* _DESCRIPTION OF THE TASK_
Find each line below containing the word "classes" and copy it.

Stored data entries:
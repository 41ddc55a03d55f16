//! Association graph between classes.
//!
//! Declared relationships are normalized into associations (a OneToMany and
//! its paired ManyToOne describe the same association) and then expanded
//! into the relation ends each entity carries.

use indexmap::IndexMap;
use kiln_core::{NamingStyle, convert, pluralize, to_camel_case};
use kiln_ir::{Cardinality, CascadeType, ClassModel, EffectiveMetadata, FetchType, IdType};

/// Shape of one side of an association.
#[derive(Debug, Clone, Copy, PartialEq, Eq, Hash)]
pub enum EndKind {
    OneToMany,
    ManyToOne,
    ManyToMany,
}

impl EndKind {
    pub fn as_str(&self) -> &'static str {
        match self {
            EndKind::OneToMany => "one-to-many",
            EndKind::ManyToOne => "many-to-one",
            EndKind::ManyToMany => "many-to-many",
        }
    }
}

/// Join table owned by the owning side of a ManyToMany association.
#[derive(Debug, Clone, PartialEq, Eq)]
pub struct JoinTable {
    pub name: String,
    /// Column referencing the owning class.
    pub join_column: String,
    /// Column referencing the other class.
    pub inverse_join_column: String,
}

/// A relationship field as seen from one entity.
#[derive(Debug, Clone, PartialEq, Eq)]
pub struct RelationEnd {
    /// Class carrying the field.
    pub owner: String,
    /// Class the field points at.
    pub target: String,
    /// Id type of the target class.
    pub target_id: IdType,
    pub field: String,
    pub kind: EndKind,
    /// Field on the target class that owns the mapping, for inverse sides.
    pub mapped_by: Option<String>,
    /// Field on the target class pointing back at the owner, when the
    /// association has one.
    pub inverse: Option<String>,
    /// Foreign key column, for ManyToOne sides.
    pub join_column: Option<String>,
    /// Foreign key constraint name, for ManyToOne sides.
    pub foreign_key: Option<String>,
    pub join_table: Option<JoinTable>,
    pub cascade: CascadeType,
    pub fetch: FetchType,
    pub orphan_removal: bool,
}

impl RelationEnd {
    pub fn is_collection(&self) -> bool {
        matches!(self.kind, EndKind::OneToMany | EndKind::ManyToMany)
    }

    /// Whether the owner's table holds the foreign key column.
    pub fn bears_foreign_key(&self) -> bool {
        self.kind == EndKind::ManyToOne
    }

    /// Whether this side owns the mapping (holds the FK or the join table).
    pub fn is_owning(&self) -> bool {
        self.mapped_by.is_none()
    }
}

#[derive(Debug, Clone, Copy, PartialEq, Eq)]
enum AssociationKind {
    /// `a` is the one side, `b` the many side.
    OneToMany,
    /// `a` owns the join table.
    ManyToMany,
}

#[derive(Debug, Clone)]
struct Association {
    kind: AssociationKind,
    a: String,
    b: String,
    a_field: Option<String>,
    b_field: Option<String>,
    declared_by_a: bool,
    declared_by_b: bool,
}

/// All relation ends of a run, grouped by owning class.
#[derive(Debug, Clone, Default)]
pub struct RelationGraph {
    ends: IndexMap<String, Vec<RelationEnd>>,
}

impl RelationGraph {
    /// Build the graph for resolved classes.
    ///
    /// Every relationship must point at a class present in `metadata`;
    /// callers remove classes with dangling relationships beforehand
    /// (see [`dangling_targets`]).
    pub fn build(classes: &[ClassModel], metadata: &IndexMap<String, EffectiveMetadata>) -> Self {
        let mut associations: Vec<Association> = Vec::new();

        for class in classes.iter().filter(|c| metadata.contains_key(&c.name)) {
            for rel in &class.relationships {
                if !metadata.contains_key(&rel.target_class) {
                    continue;
                }
                let source = class.name.clone();
                let target = rel.target_class.clone();
                let field = rel.target_field_name.clone();
                let inverse = rel.inverse_field_name.clone();

                match rel.cardinality {
                    Cardinality::OneToMany => merge_or_push(
                        &mut associations,
                        AssociationKind::OneToMany,
                        (source, field),
                        (target, inverse),
                        true,
                    ),
                    Cardinality::ManyToOne => merge_or_push(
                        &mut associations,
                        AssociationKind::OneToMany,
                        (target, inverse),
                        (source, field),
                        false,
                    ),
                    Cardinality::ManyToMany => {
                        merge_many_to_many(&mut associations, source, target, field, inverse)
                    }
                }
            }
        }

        let mut graph = Self::default();
        for class in classes.iter().filter(|c| metadata.contains_key(&c.name)) {
            graph.ends.insert(class.name.clone(), Vec::new());
        }
        for assoc in &associations {
            let (Some(a_meta), Some(b_meta)) = (metadata.get(&assoc.a), metadata.get(&assoc.b))
            else {
                continue;
            };
            match assoc.kind {
                AssociationKind::OneToMany => graph.expand_one_to_many(assoc, a_meta, b_meta),
                AssociationKind::ManyToMany => graph.expand_many_to_many(assoc, a_meta, b_meta),
            }
        }
        graph
    }

    /// Relation ends carried by `class`.
    pub fn ends_for(&self, class: &str) -> &[RelationEnd] {
        self.ends.get(class).map(Vec::as_slice).unwrap_or_default()
    }

    /// Iterate over every end in the graph.
    pub fn iter(&self) -> impl Iterator<Item = &RelationEnd> {
        self.ends.values().flatten()
    }

    pub fn len(&self) -> usize {
        self.ends.values().map(Vec::len).sum()
    }

    pub fn is_empty(&self) -> bool {
        self.len() == 0
    }

    fn push(&mut self, end: RelationEnd) {
        self.ends.entry(end.owner.clone()).or_default().push(end);
    }

    fn expand_one_to_many(
        &mut self,
        assoc: &Association,
        one: &EffectiveMetadata,
        many: &EffectiveMetadata,
    ) {
        let one_field = assoc
            .a_field
            .clone()
            .unwrap_or_else(|| to_camel_case(&pluralize(&assoc.b)));
        let many_field = assoc
            .b_field
            .clone()
            .unwrap_or_else(|| to_camel_case(&assoc.a));

        self.push(RelationEnd {
            owner: assoc.a.clone(),
            target: assoc.b.clone(),
            target_id: many.id.id_type,
            field: one_field.clone(),
            kind: EndKind::OneToMany,
            mapped_by: Some(many_field.clone()),
            inverse: Some(many_field.clone()),
            join_column: None,
            foreign_key: None,
            join_table: None,
            cascade: one.relations.cascade,
            fetch: one.relations.fetch,
            orphan_removal: one.relations.orphan_removal,
        });

        self.push(RelationEnd {
            owner: assoc.b.clone(),
            target: assoc.a.clone(),
            target_id: one.id.id_type,
            join_column: Some(id_column(&many_field, many.naming.column)),
            foreign_key: Some(format!("fk_{}_{}", many.table_name, one.table_name)),
            field: many_field,
            kind: EndKind::ManyToOne,
            mapped_by: None,
            inverse: Some(one_field),
            join_table: None,
            cascade: many.relations.cascade,
            fetch: many.relations.fetch,
            orphan_removal: false,
        });
    }

    fn expand_many_to_many(
        &mut self,
        assoc: &Association,
        owner: &EffectiveMetadata,
        other: &EffectiveMetadata,
    ) {
        let self_referential = assoc.a == assoc.b;
        let owner_field = assoc
            .a_field
            .clone()
            .unwrap_or_else(|| to_camel_case(&pluralize(&assoc.b)));
        let column = owner.naming.column;
        let inverse_join_column = if self_referential {
            id_column(&format!("related{}", assoc.b), column)
        } else {
            id_column(&assoc.b, column)
        };

        let has_inverse =
            !self_referential && (other.relations.bidirectional || assoc.declared_by_b);
        let inverse_field = assoc
            .b_field
            .clone()
            .unwrap_or_else(|| to_camel_case(&pluralize(&assoc.a)));

        self.push(RelationEnd {
            owner: assoc.a.clone(),
            target: assoc.b.clone(),
            target_id: other.id.id_type,
            field: owner_field.clone(),
            kind: EndKind::ManyToMany,
            mapped_by: None,
            inverse: has_inverse.then(|| inverse_field.clone()),
            join_column: None,
            foreign_key: None,
            join_table: Some(JoinTable {
                name: format!("{}_{}", owner.table_name, other.table_name),
                join_column: id_column(&assoc.a, column),
                inverse_join_column,
            }),
            cascade: owner.relations.cascade,
            fetch: owner.relations.fetch,
            orphan_removal: false,
        });

        if !has_inverse {
            return;
        }

        self.push(RelationEnd {
            owner: assoc.b.clone(),
            target: assoc.a.clone(),
            target_id: owner.id.id_type,
            field: inverse_field,
            kind: EndKind::ManyToMany,
            mapped_by: Some(owner_field.clone()),
            inverse: Some(owner_field),
            join_column: None,
            foreign_key: None,
            join_table: None,
            cascade: other.relations.cascade,
            fetch: other.relations.fetch,
            orphan_removal: false,
        });
    }
}

/// Targets of `class`'s relationships that are not in `live`.
pub fn dangling_targets<'a>(class: &'a ClassModel, live: &[&str]) -> Vec<&'a str> {
    class
        .relationships
        .iter()
        .map(|r| r.target_class.as_str())
        .filter(|target| !live.contains(target))
        .collect()
}

fn id_column(name: &str, style: NamingStyle) -> String {
    convert(&format!("{}Id", name), style)
}

fn merge_or_push(
    associations: &mut Vec<Association>,
    kind: AssociationKind,
    (a, a_field): (String, Option<String>),
    (b, b_field): (String, Option<String>),
    from_a: bool,
) {
    let counterpart = associations.iter_mut().find(|assoc| {
        assoc.kind == kind
            && assoc.a == a
            && assoc.b == b
            && if from_a {
                assoc.declared_by_b && !assoc.declared_by_a
            } else {
                assoc.declared_by_a && !assoc.declared_by_b
            }
    });

    match counterpart {
        Some(assoc) => {
            assoc.a_field = assoc.a_field.take().or(a_field);
            assoc.b_field = assoc.b_field.take().or(b_field);
            assoc.declared_by_a = true;
            assoc.declared_by_b = true;
        }
        None => associations.push(Association {
            kind,
            a,
            b,
            a_field,
            b_field,
            declared_by_a: from_a,
            declared_by_b: !from_a,
        }),
    }
}

fn merge_many_to_many(
    associations: &mut Vec<Association>,
    source: String,
    target: String,
    field: Option<String>,
    inverse: Option<String>,
) {
    // The reverse declaration of an existing association, declared on the other class
    let reverse = associations.iter_mut().find(|assoc| {
        assoc.kind == AssociationKind::ManyToMany
            && source != target
            && assoc.a == target
            && assoc.b == source
            && !assoc.declared_by_b
    });

    match reverse {
        Some(assoc) => {
            assoc.a_field = assoc.a_field.take().or(inverse);
            assoc.b_field = assoc.b_field.take().or(field);
            assoc.declared_by_b = true;
        }
        None => associations.push(Association {
            kind: AssociationKind::ManyToMany,
            a: source,
            b: target,
            a_field: field,
            b_field: inverse,
            declared_by_a: true,
            declared_by_b: false,
        }),
    }
}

* _ANSWER BOX_
//! Association graph between classes.
    /// Build the graph for resolved classes.
    /// callers remove classes with dangling relationships beforehand
    pub fn build(classes: &[ClassModel], metadata: &IndexMap<String, EffectiveMetadata>) -> Self {
        for class in classes.iter().filter(|c| metadata.contains_key(&c.name)) {
        for class in classes.iter().filter(|c| metadata.contains_key(&c.name)) {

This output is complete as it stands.